Upgrading on the RB26 using MAF usually means fitting TWO 300ZX MAF sensors 
Easily selectable within eg. the PowerFC. 

I can't think of a single reason for using a "chipped" ECU other then for compatibilty with Consult. One 300ZX TT MAF will run out of puff before the 2 OEM RB26 units.

The 300ZX guys chip their ECU's and fit a second(!) 300ZX TT MAF when going for more power.

Marc


----------



## archaeic_bloke (Apr 22, 2008)

maybe it was a Q45 maf? regardless it was one - big - MAF...

in canada we prefer to tune with stock ECU and nistune on a dyno because its the most cost effective way.

can you recall anyone running this setup? or any drawbacks to it?


----------



## mattysupra (Oct 31, 2008)

sounds a good setuo previding the MAF can flow enough air.

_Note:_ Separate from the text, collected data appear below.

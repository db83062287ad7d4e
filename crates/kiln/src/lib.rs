//! # kiln
//!
//! Per-artifact-directory coordination engine for a content-addressed
//! durable cache: one filesystem directory represents one computation,
//! identified by a fingerprint over its configuration. `kiln` answers "has
//! this already been computed, is someone else computing it right now, or
//! should I compute it myself" for that one directory, and makes the answer
//! crash-safe under concurrent local processes and (via the [`scheduler`]
//! probe seam) a remote batch scheduler.
//!
//! ## Composition
//!
//! - [`paths`] names the files under an artifact directory and provides the
//!   temp-then-rename atomic write every other module builds on.
//! - [`fingerprint`] turns a canonicalized configuration value into the
//!   20-hex-character content address that names a directory.
//! - [`lock`] wires the generic exclusive-create primitive in
//!   [`kiln_lock`] onto the three named locks (`.state.lock`,
//!   `.compute.lock`, `.submit.lock`).
//! - [`state_store`] owns `state.json` and the attempt-transition family,
//!   serialized through `.state.lock`.
//! - [`reconciler`] is a pure classifier: given the current state (and an
//!   optional [`scheduler::SchedulerProbe`]), decides whether an in-doubt
//!   attempt should terminalize.
//! - [`compute_lock`] is the scoped entry point: acquire-or-wait, run the
//!   caller's compute closure, and guarantee finalization on every exit path
//!   including a terminating signal.
//! - [`migration`] lets one directory alias, move from, or copy from
//!   another, with automatic alias detachment.
//!
//! [`config`] and [`environment`] are thin re-exports of their own crates,
//! kept as modules here so call sites read consistently alongside the rest.

pub mod compute_lock;
pub mod config;
pub mod environment;
pub mod error;
pub mod fingerprint;
pub mod lock;
pub mod migration;
pub mod paths;
pub mod reconciler;
pub mod scheduler;
pub mod state_store;

pub use error::{KilnError, LockNotAcquiredCause, Result};
pub use kiln_types::{
    Attempt, AttemptError, AttemptHeader, Backend, DirectoryRef, MigrationKind, MigrationPolicy,
    MigrationRecord, Owner, ProbeTerminal, ResultState, SchedulerVerdict, State, TerminalStatus,
    SCHEMA_VERSION,
};

use std::path::{Path, PathBuf};

use tracing::{info_span, instrument};

use crate::config::Config;
use crate::scheduler::SchedulerProbe;

/// Resolve `dir`'s effective directory for reads: if `dir` carries an active
/// (non-detached) alias record, returns the aliased-to source directory as
/// long as it is still `success`; otherwise detaches the alias and returns
/// `dir` itself.
#[instrument(skip_all, fields(dir = %dir.display()))]
pub fn resolve_read_path(dir: &Path, alias_root: impl Fn(&kiln_types::DirectoryRef) -> PathBuf) -> Result<PathBuf> {
    let Some(record) = migration::read_migration(dir)? else {
        return Ok(dir.to_path_buf());
    };
    if !record.is_active_alias() {
        return Ok(dir.to_path_buf());
    }

    let source_dir = alias_root(&record.from);
    let source_state = state_store::read_state(&source_dir)?;
    if source_state.result.is_success() {
        Ok(source_dir)
    } else {
        migration::detach(dir, &source_dir, "alias source no longer success")?;
        Ok(dir.to_path_buf())
    }
}

/// Default `alias_root` resolver for [`resolve_read_path`]: a [`DirectoryRef`]
/// names its root, namespace, and hash exactly as [`paths::directory_for`]
/// expects them.
fn default_alias_root(r: &kiln_types::DirectoryRef) -> PathBuf {
    paths::directory_for(Path::new(&r.root), &r.namespace, &r.hash)
}

/// Resolve `dir`'s effective directory the way [`get_or_create`] needs it:
/// chase an active alias via [`resolve_read_path`], then, if `always_rerun`
/// names `command`, force a fresh compute by detaching the alias (if any)
/// and falling back to `dir` itself rather than the aliased-to source.
fn resolve_effective_dir(dir: &Path, config: &Config, command: &str) -> Result<PathBuf> {
    let effective = resolve_read_path(dir, default_alias_root)?;
    if effective != dir && config.always_rerun.matches(command) {
        migration::detach(dir, &effective, "always_rerun")?;
        return Ok(dir.to_path_buf());
    }
    Ok(effective)
}

/// The full `get_or_create(D)` control flow: resolve `D` through any active
/// alias, honor `always_rerun` by invalidating a cached success (or
/// detaching an alias) before it is ever returned, then return cached
/// success immediately, reconcile and wait out an active attempt, surface a
/// sticky failure, or acquire the compute lock and run `compute` — all
/// against the resolved effective directory, so aliasing is transparent to
/// the caller.
#[instrument(skip_all, fields(dir = %dir.display()))]
pub fn get_or_create(
    dir: &Path,
    config: &Config,
    probe: Option<&dyn SchedulerProbe>,
    command: String,
    compute: impl FnOnce() -> std::result::Result<(), AttemptError>,
) -> Result<State> {
    let _span = info_span!("get_or_create", dir = %dir.display()).entered();

    let effective_dir = resolve_effective_dir(dir, config, &command)?;

    if state_store::success_marker_exists(&effective_dir) {
        if config.always_rerun.matches(&command) {
            state_store::invalidate_success(&effective_dir, "always_rerun enabled")?;
        } else {
            let state = state_store::read_state(&effective_dir)?;
            if state.result.is_success() {
                return Ok(state);
            }
        }
    }

    compute_lock::run(&effective_dir, config, probe, command, compute)
}

#[cfg(test)]
mod property_tests;
#[cfg(test)]
mod stress_tests;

But reading the above post, well it sounds like its a waste of time. 

Out of intrest, has anyone used a MR2 maf? i was working on one the other day and it looks 3 times the size of a rb26 MAF.


----------



## plumwerks (Dec 15, 2006)

Check with Mick about the lemon when he first bought it,if I'm not mistaken he said it featured 1 blow thru maf originally when he got it.
The rb25 ecu is is a whole other issue as there quite a few differences to the rb26, some z32 guys use the rb25 maf as they are more or less interchangeable but the rb26 ecu would require a whole bunch of changes to work.
PS.I run a power fc from a rb25 on my z32.


----------



## bigmikespec (Sep 5, 2008)

Stachi said:


> Upgrading on the RB26 using MAF usually means fitting TWO 300ZX MAF sensors
> Easily selectable within eg. the PowerFC.
> 
> I can't think of a single reason for using a "chipped" ECU other then for compatibilty with Consult. One 300ZX TT MAF will run out of puff before the 2 OEM RB26 units.
> ...


It is not "chipped" ECU... Nistune reprograms the standard and the advantage is that you can use all the standard sensors (including knock sensors which pull timing if you get a batch of shit fuel etc). Plus drivability is usually better on OEM computers.

Mike

PS: smart idea mate


----------



## infamous_t (Jul 9, 2007)

Positive: It gets rid of a lot of shuffling symptons 9/10 times and it cleans up the engine bay.
Negative: You need to make a metal housing for the z32 sensor, or you will likely 'pop' the plastic housing(its not designed for positive pressure).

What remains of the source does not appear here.